2. Development of capillary array DNA sequencer based on side-entry laser irradiation and sheath-flow
Two orders of magnitude higher throughput was required for the next generation DNA sequencer. To achieve the target throughput, a DNA sequencer should have as many as 96 migration tracks and should realize rapid electrophoresis with a high electric field. However, rapid electrophoresis with a high electric field produces high joule's heat. This increases the gel temperature and destroys the gel plate and DNA bandwidths, which subsequently reduces the possible readable DNA lengths. To overcome these difficulties, gel electrophoresis with narrow capillaries was investigated by several people including Dr. Kambara. The heat radiation of a capillary system is superior to a slab gel system. However, a large electric field produced a temperature gradient in a gel capillary, where DNA fragments passing in the central region of the capillary moved faster than those passing in the outer region to produce DNA band-broadening. Consequently, capillaries with small inner diameters from 0.05-0.1 mm had to be used. Although it was preferable to have a large amount of DNA in a band for easy detection, the DNA amount as small as 1/100 of that used in the slab gel system had to be used because of a small gel tube diameter. Furthermore, the laser scanning irradiation greatly reduced the irradiation efficiency, and therefore the detection sensitivity. Although the side-entry laser irradiation was the most effective method to use in order to achieve a high detection sensitivity, it was very difficult with a capillary array system because each capillary acted as a rod lens to prevent the laser from passing through all the capillaries. This was overcome by the multiple sheath-flow technique where DNA bands eluted from the capillaries go into a buffer solution to be irradiated by the laser in a gel-free region to provide sufficient sensitivity for rapid DNA sequencing. The technique was commercialized and contributed greatly to the human genome project.
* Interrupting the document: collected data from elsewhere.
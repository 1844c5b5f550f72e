//! pastebridge — clipboard to file-input relay.
//!
//! Lets a user fill a file input from the system clipboard: activating
//! an input raises a paste overlay, a short-lived helper process reads
//! the clipboard once, and the bytes come back as a synthetic file
//! assigned to exactly the frame that asked.
//!
//! Components, one per process or task:
//! - [`orchestrator`] — the daemon; owns the single helper session and
//!   relays payloads between pages and surfaces.
//! - [`surface`] — the helper process; one clipboard read, one result.
//! - [`page`] — embedder-side frame router and input interceptors.
//! - [`client`] / [`ipc`] — the shared runtime channel.

pub mod client;
pub mod ipc;
pub mod orchestrator;
pub mod page;
pub mod payload;
pub mod surface;
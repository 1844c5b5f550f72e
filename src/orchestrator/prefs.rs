//! Per-site preference store.
//!
//! Consumed by pages and the settings popup as an opaque key-value
//! service keyed by site hostname. In-memory only — like the rest of
//! the orchestrator's state it does not survive a restart.

use std::collections::HashMap;

/// Site → enabled map. Sites default to enabled.
#[derive(Debug, Default)]
pub struct PrefStore {
    sites: HashMap<String, bool>,
}

impl PrefStore {
    pub fn new() -> Self {
        Self::default()
    }

    pub fn set(&mut self, site: &str, enabled: bool) {
        self.sites.insert(site.to_string(), enabled);
    }

    /// Whether interception is enabled for `site`. Unknown sites are
    /// enabled.
    pub fn get(&self, site: &str) -> bool {
        self.sites.get(site).copied().unwrap_or(true)
    }

    /// Drop any stored preference for `site`; returns whether one
    /// existed.
    pub fn clear(&mut self, site: &str) -> bool {
        self.sites.remove(site).is_some()
    }
}
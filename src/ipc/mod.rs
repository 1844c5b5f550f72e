//! Runtime-channel IPC: wire protocol and framing codec.

pub mod codec;
pub mod protocol;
3. Fully automated capillary array DNA sequencer employing on-column laser irradiation
Although a capillary array DNA sequencer based on the sheath-flow technique achieved the target throughput, a new maintenance-free DNA sequencing system was still required because the sheath-flow cell in a capillary array sequencer needs to be cleaned frequently. Thus, a next-generation capillary array DNA sequencer was developed by employing on-column laser irradiation instead of the sheath-flow technique. Although it was very difficult, Dr. Kambara overcame the difficulties by clarifying why a laser would not go through all the capillaries and improving the production process of optical windows for capillary arrays. Capillaries are coated with polymer for reinforcement. It was necessary to make an optical window on each capillary for fluorescence detection. The windows were produced by burning out the polymer with a small burner. However, the thermal distortion on the capillaries caused twisted capillaries that could not be placed on a capillary array plane. This was overcome by developing a low temperature oxygen plasma method to remove the coatings. The developed technology was commercialized to become a world standard DNA sequencer, and it contributed to the human genome project as well as to the development of the life science field.
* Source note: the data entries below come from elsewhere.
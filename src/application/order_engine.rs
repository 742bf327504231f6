use crate::domain::lifecycle::Lifecycle;
use crate::domain::order::{NewOrder, Order, OrderStatus};
use crate::domain::pagination::{PageResult, Pagination};
use crate::domain::ports::{CatalogReaderBox, OrderStoreBox};
use crate::error::{FulfillmentError, Result};
use chrono::Utc;

/// Dependencies of an [`OrderEngine`], checked once by [`OrderEngine::from_config`].
#[derive(Default)]
pub struct OrderEngineConfig {
    pub order_store: Option<OrderStoreBox>,
    pub catalog: Option<CatalogReaderBox>,
}

impl OrderEngineConfig {
    pub fn with_order_store(mut self, store: OrderStoreBox) -> Self {
        self.order_store = Some(store);
        self
    }

    pub fn with_catalog(mut self, catalog: CatalogReaderBox) -> Self {
        self.catalog = Some(catalog);
        self
    }
}

/// Creates orders against the catalog and owns the order status machine.
///
/// The catalog is only ever read: creating an order checks stock but does not
/// reserve or decrement it.
pub struct OrderEngine {
    orders: OrderStoreBox,
    catalog: CatalogReaderBox,
}

impl OrderEngine {
    /// Creates a new `OrderEngine` instance.
    ///
    /// # Arguments
    ///
    /// * `orders` - The store for order records.
    /// * `catalog` - Read-only access to products, for pricing and stock checks.
    pub fn new(orders: OrderStoreBox, catalog: CatalogReaderBox) -> Self {
        Self { orders, catalog }
    }

    /// Builds an engine from a config, failing if a store is missing.
    pub fn from_config(config: OrderEngineConfig) -> Result<Self> {
        let orders = config
            .order_store
            .ok_or_else(|| FulfillmentError::Configuration("order store is required".into()))?;
        let catalog = config
            .catalog
            .ok_or_else(|| FulfillmentError::Configuration("catalog is required".into()))?;
        Ok(Self::new(orders, catalog))
    }

    /// Prices and persists a new pending order.
    ///
    /// Nothing is written when the product is unknown or short on stock.
    #[tracing::instrument(skip(self))]
    pub async fn create_order(&self, new: NewOrder) -> Result<Order> {
        if new.id.is_empty() {
            return Err(FulfillmentError::InvalidInput("order id is required".into()));
        }
        if new.user_id.is_empty() {
            return Err(FulfillmentError::InvalidInput("user id is required".into()));
        }
        if new.quantity == 0 {
            return Err(FulfillmentError::InvalidInput(
                "quantity must be greater than 0".into(),
            ));
        }

        let product = self
            .catalog
            .get_product(&new.product_id)
            .await?
            .ok_or_else(|| FulfillmentError::not_found("product", &new.product_id))?;

        if !product.has_stock_for(new.quantity) {
            return Err(FulfillmentError::InsufficientStock {
                product_id: product.id,
                requested: new.quantity,
                available: product.stock,
            });
        }

        let total_amount = product
            .total_for(new.quantity)
            .ok_or_else(|| FulfillmentError::InvalidInput("order total overflows".into()))?;

        let now = Utc::now();
        let order = Order {
            total_amount,
            id: new.id,
            user_id: new.user_id,
            product_id: new.product_id,
            quantity: new.quantity,
            status: OrderStatus::Pending,
            created_at: now,
            updated_at: now,
        };

        self.orders.create(order.clone()).await?;
        metrics::counter!("orders_created_total").increment(1);
        tracing::info!(order_id = %order.id, total = %order.total_amount, "order created");
        Ok(order)
    }

    pub async fn get_order(&self, id: &str) -> Result<Order> {
        self.orders
            .get(id)
            .await?
            .ok_or_else(|| FulfillmentError::not_found("order", id))
    }

    /// Moves an order along the transition table.
    #[tracing::instrument(skip(self))]
    pub async fn update_order_status(&self, id: &str, status: OrderStatus) -> Result<Order> {
        let mut order = self.get_order(id).await?;

        if !order.status.can_transition_to(status) {
            return Err(FulfillmentError::InvalidTransition {
                from: order.status,
                to: status,
                reason: "transition not permitted",
            });
        }

        let previous = order.status;
        order.set_status(status);
        self.orders.update(order.clone()).await?;
        tracing::info!(order_id = %order.id, from = %previous, to = %status, "order status updated");
        Ok(order)
    }

    #[tracing::instrument(skip(self))]
    pub async fn cancel_order(&self, id: &str) -> Result<Order> {
        let mut order = self.get_order(id).await?;

        if order.status != OrderStatus::Pending {
            return Err(FulfillmentError::InvalidTransition {
                from: order.status,
                to: OrderStatus::Cancelled,
                reason: "only pending orders can be cancelled",
            });
        }

        order.set_status(OrderStatus::Cancelled);
        self.orders.update(order.clone()).await?;
        tracing::info!(order_id = %order.id, "order cancelled");
        Ok(order)
    }

    /// Lists orders newest first.
    ///
    /// # Arguments
    ///
    /// * `user_id` - Owner of the orders; empty lists every user's orders.
    /// * `page` - 1-based page number; values below 1 mean the first page.
    /// * `page_size` - Items per page; values below 1 mean 10.
    pub async fn list_orders_by_user(
        &self,
        user_id: &str,
        page: i64,
        page_size: i64,
    ) -> Result<PageResult<Order>> {
        let pagination = Pagination::new(page, page_size);
        self.orders
            .list_by_user(user_id, pagination.offset(), pagination.limit())
            .await
    }
}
As mentioned above, Dr. Kambara was engaged in developing various practical technologies related to fluorescent DNA sequencers from the beginning of the genome era in the early '80s. The significant contributions of his technologies have made to genome sequencing are well known worldwide, and the human genome project would not have been completed so quickly without his technologies. Consequently, his achievements have been recognized as being worthy of a Japanese Chemical Society Award.